Les militants se sont enfuis dans la matinée avant que les forces de sécurité n’arrivent en hélicoptère au-dessus de l’île. Sur les réseaux sociaux, un groupe affilié à l’État islamique appelé la Province d’Afrique centrale de l’État islamique a revendiqué l’attaque.
Bien qu’il existe de nombreux rapports de succès militaire dans le pays, les attaques telles que celle-ci montrent que l’insurrection qui remonte à 2017 est loin d’être terminée. Les experts avertissent que les terroristes adaptent maintenant des tactiques de guérilla de petite échelle.
L’analyste de sécurité Jasmine Opperman a déclaré à Newzroom Afrika le 5 février : « L’insurrection n’a pas été vaincue.Son élan n’a pas été stoppé. Au contraire, les choses empirent. »
Les opérations anti-insurrectionnelles ont commencé en juillet 2021 lorsque la force de défense armée du Mozambique (FADM) a lancé des opérations conjointes avec les forces de sécurité du Rwanda, et la CDAA a déployé sa mission militaire au Mozambique (SAMIM).
Les trois forces ont signalé une série de succès de haut profil dans leurs missions : la reprise des villes et des municipalités, l’invasion des bases, la restauration d’une route commerciale clé dans la province et l’annonce du retour à la normale.
« Les opérations des forces de sécurité ont un effet. Les terroristes ont été affaibli », a déclaré Bernardino Rafael, commandant général de la police mozambicaine, sur la radio nationale le 31 janvier. Il a affirmé que sept insurgés avaient été tués en décembre et janvier.
Au cours des dernières semaines, le président Filipe Nyusi du Mozambique a parcouru le Cabo Delgado avec des messages de stabilité et d’optimisme. Le président Cyril Ramaphosa d’Afrique du Sud a aussi visité la province et a rencontré les troupes de SAMIM avec M. Nyusi dans un camp militaire le 3 février.
Malgré les manchettes et les déclarations positives, les efforts de lutte anti-insurrectionnelle continuent à être affectés par des problèmes de communication, de collaboration et de logistique.
Jasmine Opperman déclare que le problème ne concerne pas le nombre de soldats sur le terrain. Elle estime que les effectifs de SAMIM s’élèvent à 1.300 soldats, y compris 600 Sud-Africains environ.

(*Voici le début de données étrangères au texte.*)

//! Trailing moving average over a series with gaps.

use super::error::{ServiceError, ServiceResult};

/// Window of the MA7 companion series.
pub const DEFAULT_WINDOW: usize = 7;

/// Causal moving average over the last `window` positions.
///
/// A missing value still occupies its slot and ages out after `window`
/// steps. Each output is the mean of the present values currently in the
/// window, or `None` when the window holds none. Non-finite inputs count as
/// missing. Runs in O(n): the running sum and count are updated with the
/// incoming value and the one leaving the window.
pub fn moving_average(values: &[Option<f64>], window: usize) -> ServiceResult<Vec<Option<f64>>> {
    if window == 0 {
        return Err(ServiceError::InvalidWindow { window });
    }

    let mut smoothed = Vec::with_capacity(values.len());
    let mut sum = 0.0_f64;
    let mut count = 0_usize;

    for (i, value) in values.iter().enumerate() {
        if let Some(v) = present(*value) {
            sum += v;
            count += 1;
        }
        if i >= window {
            if let Some(old) = present(values[i - window]) {
                sum -= old;
                count -= 1;
            }
        }

        if count == 0 {
            // drop accumulated rounding error once the window is empty
            sum = 0.0;
            smoothed.push(None);
        } else {
            smoothed.push(Some(sum / count as f64));
        }
    }

    Ok(smoothed)
}

fn present(value: Option<f64>) -> Option<f64> {
    value.filter(|v| v.is_finite())
}

#[cfg(test)]
mod tests {
    use super::*;
    use proptest::prelude::*;

    fn naive(values: &[Option<f64>], window: usize) -> Vec<Option<f64>> {
        (0..values.len())
            .map(|i| {
                let start = (i + 1).saturating_sub(window);
                let present: Vec<f64> = values[start..=i].iter().flatten().copied().collect();
                if present.is_empty() {
                    None
                } else {
                    Some(present.iter().sum::<f64>() / present.len() as f64)
                }
            })
            .collect()
    }

    #[test]
    fn test_gap_occupies_a_slot() {
        let out = moving_average(&[Some(10.0), None, Some(20.0)], 2).unwrap();
        assert_eq!(out, vec![Some(10.0), Some(10.0), Some(20.0)]);
    }

    #[test]
    fn test_oldest_value_leaves_window() {
        let values: Vec<Option<f64>> = (1..=8).map(|v| Some(v as f64)).collect();
        let out = moving_average(&values, DEFAULT_WINDOW).unwrap();
        assert_eq!(out[7], Some(5.0));
        assert_eq!(out[6], Some(4.0));
        assert_eq!(out[0], Some(1.0));
    }

    #[test]
    fn test_zero_window_is_invalid() {
        let err = moving_average(&[Some(1.0)], 0).unwrap_err();
        assert!(matches!(err, ServiceError::InvalidWindow { window: 0 }));
    }

    #[test]
    fn test_empty_input() {
        assert!(moving_average(&[], 7).unwrap().is_empty());
    }

    #[test]
    fn test_all_missing() {
        let out = moving_average(&[None, None, None], 7).unwrap();
        assert_eq!(out, vec![None, None, None]);
    }

    #[test]
    fn test_single_value_passes_through() {
        let out = moving_average(&[None, Some(42.0), None], 7).unwrap();
        assert_eq!(out, vec![None, Some(42.0), Some(42.0)]);
    }

    #[test]
    fn test_window_empties_after_gap_run() {
        let out = moving_average(&[Some(3.0), None, None, None], 2).unwrap();
        assert_eq!(out, vec![Some(3.0), Some(3.0), None, None]);
    }

    #[test]
    fn test_non_finite_counts_as_missing() {
        let out = moving_average(&[Some(f64::NAN), Some(4.0)], 2).unwrap();
        assert_eq!(out, vec![None, Some(4.0)]);
    }

    fn series() -> impl Strategy<Value = Vec<Option<f64>>> {
        prop::collection::vec(prop::option::of(-1.0e6..1.0e6_f64), 0..64)
    }

    proptest! {
        #[test]
        fn prop_length_is_preserved(values in series(), window in 1usize..20) {
            let out = moving_average(&values, window).unwrap();
            prop_assert_eq!(out.len(), values.len());
        }

        #[test]
        fn prop_matches_recomputed_window(values in series(), window in 1usize..20) {
            let fast = moving_average(&values, window).unwrap();
            let slow = naive(&values, window);
            for (a, b) in fast.iter().zip(slow.iter()) {
                match (a, b) {
                    (Some(x), Some(y)) => prop_assert!((x - y).abs() <= 1e-6 * y.abs().max(1.0)),
                    (None, None) => {}
                    _ => prop_assert!(false, "presence differs: {:?} vs {:?}", a, b),
                }
            }
        }

        #[test]
        fn prop_empty_window_gives_none(values in series(), window in 1usize..20) {
            let out = moving_average(&values, window).unwrap();
            for i in 0..values.len() {
                let start = (i + 1).saturating_sub(window);
                if values[start..=i].iter().all(Option::is_none) {
                    prop_assert_eq!(out[i], None);
                }
            }
        }

        #[test]
        fn prop_no_look_ahead(values in series(), window in 1usize..20, tail in series()) {
            let base = moving_average(&values, window).unwrap();
            let mut extended = values.clone();
            extended.extend(tail);
            let longer = moving_average(&extended, window).unwrap();
            prop_assert_eq!(&longer[..values.len()], &base[..]);
        }
    }
}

« Le problème concerne la coordination et le partage du renseignement. Les Rwandais ont tendance à être proactifs et ils sont bien entraînés. Leur zone est bien délimitée, ce qui facilite la tâche pour leurs effectifs estimés à 2.500 soldats. »
« Pour la SAMIM, le territoire à couvrir est vaste… et le champ de bataille est très difficile. Le manque de renseignement signifie qu’ils ne peuvent pas être proactifs et qu’ils sont limités aux routes d’accès principales. »
Alors que les forces rwandaises aidaient à sécuriser les réserves de gaz naturel du Mozambique près de la municipalité de Palma sur la péninsule d’Afungi, les activités terroristes ont augmenté plus à l’Ouest.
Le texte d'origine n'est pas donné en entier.